Mouroux was a member of a group of European theologians (most of whom were from France, Belgium, and Germany) that played an important part in the renewal of Catholic theology following the Second Vatican Council. They sought to create a dialogue between different groups in topics such as faith and culture, the church and modern society, and Christianity and Humanism, with the objective of finding a way to present the Christian message in an open and lively format that would better resonate with the needs of contemporary society.

Although he didn't subscribe to any particular theological movement or school of thought, and his personal circumstances—such as his position within the church and his health —made it difficult for him to participate in many activities, Mouroux eagerly participated in the activities and interests of the theological circles of his time: he corresponded with the most important schools of theology of the time —Lyon, Fourvière, and Le Saulchoir—and became friends with many of the 20th-century theologians belonging to the school of thought known as the Nouvelle Théologie, including Henri de Lubac, Jean Daniélou, Marie-Dominique Chenu, and others.

Pope Paul VI appointed him as a member of the final session of the Second Vatican Council.

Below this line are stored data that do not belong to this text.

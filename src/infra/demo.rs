use super::build::build_hierarchy;
use super::parse::RawRecord;
use super::tree::{Diagnostic, Hierarchy, NodeKind};
use crate::util::stable_fraction;

const GIB: u64 = 1024 * 1024 * 1024;
const SITES: [&str; 4] = ["east", "west", "central", "lab"];

/// Deterministic synthetic inventory used when no snapshot file is given.
/// Sizes are hashed from the node ids, so every run shows the same picture.
pub fn demo_snapshot() -> (Hierarchy, Vec<Diagnostic>) {
    let mut records = Vec::new();

    for (site_index, site) in SITES.iter().enumerate() {
        let cluster_id = format!("cluster-{site}");
        records.push(RawRecord {
            id: cluster_id.clone(),
            kind: NodeKind::Cluster,
            parent_id: None,
            name: format!("{site} cluster"),
            weight: 0,
        });

        let host_count = 3 + (stable_fraction(&cluster_id) * 5.0) as usize;
        for host_number in 1..=host_count {
            let host_id = format!("{site}-esx-{host_number:02}");
            records.push(RawRecord {
                id: host_id.clone(),
                kind: NodeKind::Host,
                parent_id: Some(cluster_id.clone()),
                name: format!("esx-{host_number:02}.{site}"),
                weight: 0,
            });

            let vm_count = 2 + (stable_fraction(&host_id) * 14.0) as usize;
            for vm_number in 1..=vm_count {
                let vm_id = format!("{host_id}-vm-{vm_number:02}");
                let used = 4 + (stable_fraction(&vm_id) * 380.0) as u64;
                records.push(RawRecord {
                    id: vm_id.clone(),
                    kind: NodeKind::Vm,
                    parent_id: Some(host_id.clone()),
                    name: format!("vm-{:02}{}", vm_number, suffix(site_index, vm_number)),
                    weight: used * GIB,
                });
            }
        }
    }

    build_hierarchy(&records)
}

fn suffix(site_index: usize, vm_number: usize) -> &'static str {
    const ROLES: [&str; 5] = ["-web", "-db", "-cache", "-batch", "-ci"];
    ROLES[(site_index + vm_number) % ROLES.len()]
}

#[cfg(test)]
mod tests {
    use super::*;

    #[test]
    fn demo_snapshot_is_clean_and_reproducible() {
        let (first, diagnostics) = demo_snapshot();
        let (second, _) = demo_snapshot();

        assert!(diagnostics.is_empty());
        assert_eq!(first.clusters().len(), SITES.len());
        assert_eq!(first.node_count(), second.node_count());
        assert_eq!(first.total_weight(), second.total_weight());
        assert!(first.total_weight() > 0);
    }
}
use std::sync::mpsc::{self, Receiver, TryRecvError};
use std::thread;

use eframe::egui::{self, Context};

use crate::infra::{Diagnostic, Hierarchy, demo_snapshot, load_snapshot};
use crate::layout::{LayoutError, LayoutParams, Viewport};
use crate::session::VizSession;

mod icicle;
mod ui;

type LoadResult = Result<(Hierarchy, Vec<Diagnostic>), String>;

pub struct CapacityApp {
    snapshot_path: Option<String>,
    state: AppState,
    reload_rx: Option<Receiver<LoadResult>>,
}

enum AppState {
    Loading { rx: Receiver<LoadResult> },
    Ready(Box<ViewModel>),
    Error(String),
}

struct ViewModel {
    session: VizSession,
    diagnostics: Vec<Diagnostic>,
    search: String,
    /// Arena index of the last node hovered on the canvas, for the details
    /// panel. Reset when a fresh snapshot replaces the arena.
    inspected: Option<usize>,
    min_extent: f32,
    show_capacity_labels: bool,
    show_percent_labels: bool,
}

impl ViewModel {
    fn new(tree: Hierarchy, diagnostics: Vec<Diagnostic>) -> Result<Self, LayoutError> {
        let params = LayoutParams::default();
        // Placeholder viewport until the first frame reports the canvas size.
        let mut session = VizSession::new(tree, Viewport::new(1280.0, 800.0), params)?;
        session.set_observer(|rects| {
            log::debug!("layout recomputed: {} rectangles", rects.len());
        });

        Ok(Self {
            session,
            diagnostics,
            search: String::new(),
            inspected: None,
            min_extent: params.min_extent,
            show_capacity_labels: true,
            show_percent_labels: true,
        })
    }
}

impl CapacityApp {
    pub fn new(_cc: &eframe::CreationContext<'_>, snapshot_path: Option<String>) -> Self {
        let state = Self::start_load(snapshot_path.clone());
        Self {
            snapshot_path,
            state,
            reload_rx: None,
        }
    }

    fn spawn_load(snapshot_path: Option<String>) -> Receiver<LoadResult> {
        let (tx, rx) = mpsc::channel();

        thread::spawn(move || {
            let result = match snapshot_path {
                Some(path) => load_snapshot(&path).map_err(|error| format!("{error:#}")),
                None => Ok(demo_snapshot()),
            };
            let _ = tx.send(result);
        });

        rx
    }

    fn start_load(snapshot_path: Option<String>) -> AppState {
        AppState::Loading {
            rx: Self::spawn_load(snapshot_path),
        }
    }

    fn ready_state(result: LoadResult) -> AppState {
        match result {
            Ok((tree, diagnostics)) => match ViewModel::new(tree, diagnostics) {
                Ok(model) => AppState::Ready(Box::new(model)),
                Err(error) => AppState::Error(error.to_string()),
            },
            Err(error) => AppState::Error(error),
        }
    }
}

impl eframe::App for CapacityApp {
    fn update(&mut self, ctx: &Context, _frame: &mut eframe::Frame) {
        let mut transition = None;

        match &mut self.state {
            AppState::Loading { rx } => {
                if let Ok(result) = rx.try_recv() {
                    transition = Some(Self::ready_state(result));
                }

                egui::CentralPanel::default().show(ctx, |ui| {
                    ui.vertical_centered(|ui| {
                        ui.add_space(120.0);
                        ui.heading("Loading capacity snapshot...");
                        ui.add_space(8.0);
                        ui.spinner();
                    });
                });
            }
            AppState::Error(error) => {
                egui::CentralPanel::default().show(ctx, |ui| {
                    ui.heading("Failed to load capacity snapshot");
                    ui.add_space(6.0);
                    ui.label(error.as_str());
                    ui.add_space(10.0);
                    if ui.button("Retry").clicked() {
                        transition = Some(Self::start_load(self.snapshot_path.clone()));
                    }
                });
            }
            AppState::Ready(model) => {
                let mut reload_requested = false;
                let is_reloading = self.reload_rx.is_some();
                let snapshot_label = self
                    .snapshot_path
                    .as_deref()
                    .unwrap_or("built-in demo inventory")
                    .to_owned();
                model.show(ctx, &snapshot_label, &mut reload_requested, is_reloading);

                if reload_requested && self.reload_rx.is_none() {
                    self.reload_rx = Some(Self::spawn_load(self.snapshot_path.clone()));
                }

                if let Some(rx) = self.reload_rx.take() {
                    match rx.try_recv() {
                        Ok(Ok((tree, diagnostics))) => {
                            // Swap the snapshot in place so the zoom focus can
                            // survive the reload when its node still exists.
                            model.session.replace_snapshot(tree);
                            model.diagnostics = diagnostics;
                            model.inspected = None;
                        }
                        Ok(Err(error)) => {
                            transition = Some(AppState::Error(error));
                        }
                        Err(TryRecvError::Empty) => {
                            self.reload_rx = Some(rx);
                        }
                        Err(TryRecvError::Disconnected) => {
                            transition = Some(AppState::Error(
                                "Background load worker disconnected".to_owned(),
                            ));
                        }
                    }
                }
            }
        }

        if let Some(next_state) = transition {
            self.reload_rx = None;
            self.state = next_state;
        }
    }
}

Following his death in Dijon in 1973, a fund was created to gather any biographic or bibliographic materials related to Mouroux and his theological work. The Fonds Jean Mouroux is situated in the Chanoine Bardy Diocesan Library in Dijon.

== Theology ==
The theology of Mouroux reflects on the experience of a person's encounter with God in faith, from a Personalistic perspective. In Mouroux's perspective, God's call to humanity through Jesus Christ is what defines the purpose of human existence, and every individual person has an obligation to respond to that call in their life.

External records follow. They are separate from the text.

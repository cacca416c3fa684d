//! Logging utilities for the surfsup server.
//!
//! This module provides structured logging functionality to make logs more
//! searchable, analyzable, and useful for production deployments.

use std::time::{Duration, Instant};
use tracing::{error, info, warn, Level};

use tower_http::classify::{ServerErrorsAsFailures, SharedClassifier};
use tower_http::trace::{DefaultMakeSpan, DefaultOnRequest, DefaultOnResponse, TraceLayer};
use tower_http::LatencyUnit;
use uuid::Uuid;

use crate::error::SurfsUpError;
use crate::state::DatasetSummary;

/// Creates the tracing layer for HTTP request/response logging
pub fn create_http_trace_layer() -> TraceLayer<
    SharedClassifier<ServerErrorsAsFailures>,
    DefaultMakeSpan,
    DefaultOnRequest,
    DefaultOnResponse,
> {
    let response_formatter = DefaultOnResponse::new()
        .level(Level::DEBUG)
        .latency_unit(LatencyUnit::Micros);

    TraceLayer::new_for_http()
        .make_span_with(DefaultMakeSpan::new().level(Level::INFO))
        .on_request(DefaultOnRequest::new().level(Level::DEBUG))
        .on_response(response_formatter)
}

/// Initialize the tracing subscriber with the given log level.
///
/// `RUST_LOG`, when set, wins over the configured level.
pub fn init_tracing(log_level: &str) {
    let filter = match std::env::var("RUST_LOG") {
        Ok(val) => val,
        Err(_) => log_level.to_string(),
    };

    tracing_subscriber::fmt()
        .with_env_filter(filter)
        .with_target(true)
        .with_thread_ids(true)
        .with_file(true)
        .with_line_number(true)
        .init();
}

/// Log what was found in the database at startup
pub fn log_dataset_stats(dataset: &DatasetSummary, load_time: Duration) {
    info!(
        operation = "data_load",
        file_path = %dataset.file_path,
        station_count = dataset.station_count,
        measurement_count = dataset.measurement_count,
        first_date = dataset.first_date.as_deref().unwrap_or("none"),
        last_date = dataset.last_date.as_deref().unwrap_or("none"),
        duration_ms = load_time.as_secs_f64() * 1000.0,
        "Dataset loaded successfully"
    );

    if dataset.measurement_count == 0 {
        warn!(file_path = %dataset.file_path, "Measurement table is empty");
    }
}

/// Log the completion of a request together with how many rows it produced
pub fn log_request_success(endpoint: &str, request_id: &str, start_time: Instant, rows: usize) {
    info!(
        endpoint = endpoint,
        request_id = request_id,
        duration_us = start_time.elapsed().as_micros() as u64,
        rows = rows,
        "Request successful"
    );
}

/// Log an error that occurred during request processing
pub fn log_request_error(
    error: &SurfsUpError,
    endpoint: &str,
    request_id: &str,
    params: Option<&str>,
) {
    if error.status_code().is_client_error() {
        warn!(
            error = %error,
            endpoint = endpoint,
            request_id = request_id,
            params = params.unwrap_or("none"),
            "Request rejected"
        );
    } else {
        error!(
            error = %error,
            endpoint = endpoint,
            request_id = request_id,
            params = params.unwrap_or("none"),
            error_type = ?error,
            "Request processing error"
        );
    }
}

/// Generate a unique request ID
pub fn generate_request_id() -> String {
    Uuid::new_v4().to_string()
}
//! HTTP request handlers for the surfsup API.
//!
//! This module contains all the endpoint handlers for the web server.

use axum::{
    response::{IntoResponse, Response},
    Json,
};

use crate::error::SurfsUpError;
use crate::logging::log_request_error;

pub mod heartbeat;
pub mod precipitation;
pub mod stations;
pub mod temperature;
pub mod tobs;
pub mod welcome;

pub use heartbeat::heartbeat_handler;
pub use precipitation::precipitation_handler;
pub use stations::stations_handler;
pub use temperature::{temperature_from_handler, temperature_range_handler};
pub use tobs::tobs_handler;
pub use welcome::welcome_handler;

/// Log a failed request and turn it into a JSON error response
pub(crate) fn handle_request_error(
    error: SurfsUpError,
    endpoint: &str,
    request_id: &str,
    params: Option<&str>,
) -> Response {
    log_request_error(&error, endpoint, request_id, params);

    (
        error.status_code(),
        Json(serde_json::json!({
            "error": error.public_message(),
            "request_id": request_id
        })),
    )
        .into_response()
}
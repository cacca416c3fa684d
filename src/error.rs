//! Error types for the surfsup application.
//!
//! One enum covers startup failures (missing file, bad schema, bad config)
//! and request failures (bad parameters, query errors).

use axum::http::StatusCode;
use thiserror::Error;

/// The main error type for surfsup operations.
#[derive(Error, Debug)]
pub enum SurfsUpError {
    /// SQLite / connection pool errors
    #[error("Database error: {0}")]
    Database(#[from] sqlx::Error),

    /// IO errors
    #[error("IO error: {0}")]
    Io(#[from] std::io::Error),

    /// Configuration errors
    #[error("Configuration error: {message}")]
    Config { message: String },

    /// The database file does not have the expected tables or columns
    #[error("Schema error: {message}")]
    Schema { message: String },

    /// Invalid parameter errors
    #[error("Invalid parameter: {param} - {message}")]
    InvalidParameter { param: String, message: String },

    /// JSON serialization/deserialization errors
    #[error("JSON error: {0}")]
    Json(#[from] serde_json::Error),

    /// Server errors
    #[error("Server error: {message}")]
    Server { message: String },
}

impl SurfsUpError {
    /// Shorthand for a rejected request parameter.
    pub fn invalid_parameter(param: &str, message: impl Into<String>) -> Self {
        Self::InvalidParameter {
            param: param.to_string(),
            message: message.into(),
        }
    }

    /// HTTP status a handler should answer with when this error reaches it.
    pub fn status_code(&self) -> StatusCode {
        match self {
            Self::InvalidParameter { .. } => StatusCode::BAD_REQUEST,
            _ => StatusCode::INTERNAL_SERVER_ERROR,
        }
    }

    /// Message safe to hand back to a client. Internal failures are not described.
    pub fn public_message(&self) -> String {
        match self {
            Self::InvalidParameter { .. } => self.to_string(),
            _ => "Internal server error".to_string(),
        }
    }
}

/// Convenience type alias for Results with SurfsUpError
pub type Result<T> = std::result::Result<T, SurfsUpError>;
//! Precipitation endpoint handler.
//!
//! Returns one `{"<date>": prcp, "Station": code}` object per measurement in
//! the prior-year window, so readings from different stations on the same day
//! are all kept.

use axum::{
    extract::State,
    response::{IntoResponse, Response},
    Json,
};
use std::sync::Arc;
use std::time::Instant;
use tracing::debug;

use super::handle_request_error;
use crate::logging::{generate_request_id, log_request_success};
use crate::queries::precipitation_since;
use crate::state::AppState;

const ENDPOINT: &str = "/api/v1.0/precipitation";

/// Handle GET /api/v1.0/precipitation requests
pub async fn precipitation_handler(State(state): State<Arc<AppState>>) -> Response {
    let request_id = generate_request_id();
    let start_time = Instant::now();
    let since = state.window_start_param();

    debug!(
        endpoint = ENDPOINT,
        request_id = %request_id,
        since = %since,
        "Processing precipitation request"
    );

    match precipitation_since(&state.pool, &since).await {
        Ok(entries) => {
            log_request_success(ENDPOINT, &request_id, start_time, entries.len());
            Json(entries).into_response()
        }
        Err(error) => {
            let params = format!("since={}", since);
            handle_request_error(error, ENDPOINT, &request_id, Some(&params))
        }
    }
}
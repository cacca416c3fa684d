//! Welcome page listing the available routes.

use axum::extract::State;
use std::sync::Arc;

use crate::state::AppState;

/// Handle GET / requests
pub async fn welcome_handler(State(state): State<Arc<AppState>>) -> String {
    render_welcome(&state)
}

fn render_welcome(state: &AppState) -> String {
    let rule = "-".repeat(72);
    let availability = match (&state.dataset.first_date, &state.dataset.last_date) {
        (Some(first), Some(last)) => format!("Data available from {} to {}", first, last),
        _ => "No measurements available".to_string(),
    };

    format!(
        "Welcome to Surf's Up!: Hawai'i Climate Analysis API!\n\
         {rule}\n\
         Available Routes:\n\
         /api/v1.0/stations          (List of weather observation stations.)\n\
         /api/v1.0/precipitation     (Precipitation data since {since}.)\n\
         /api/v1.0/tobs              (Temperature data from station {station} since {since}.)\n\
         {rule}\n\
         Date Searches (yyyy-mm-dd):\n\
         /api/v1.0/temp/start        (Low, High & Average temp for each day from a specified date.)\n\
         /api/v1.0/temp/start/end    (Low, High & Average temp for each day in a given date range.)\n\
         Add ?group=none to either search for a single summary of the whole range.\n\
         {rule}\n\
         {availability}\n",
        since = state.window_start_param(),
        station = state.tobs_station(),
    )
}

Mouroux made contributions to four of the major themes of Christian theology: the human individual, faith, Christian experience, and the mystery of time.

== Works ==
Mouroux wrote eight books in his lifetime, and upwards of seventy articles and collaborative works.

=== Books ===

- Sens chrétien de l’hômme, 1945.
- Je crois en Toi, 1949.
- L’expérience chrétienne, 1952.
- Du baptême à l’acte de foi, 1953.
- Le Mystère du Temps. Approche théologique, 1962.
- La liberté chrétienne, 1966.
- À travers le monde de la foi, 1968.
- Faites ceci en mémoire de moi, 1970.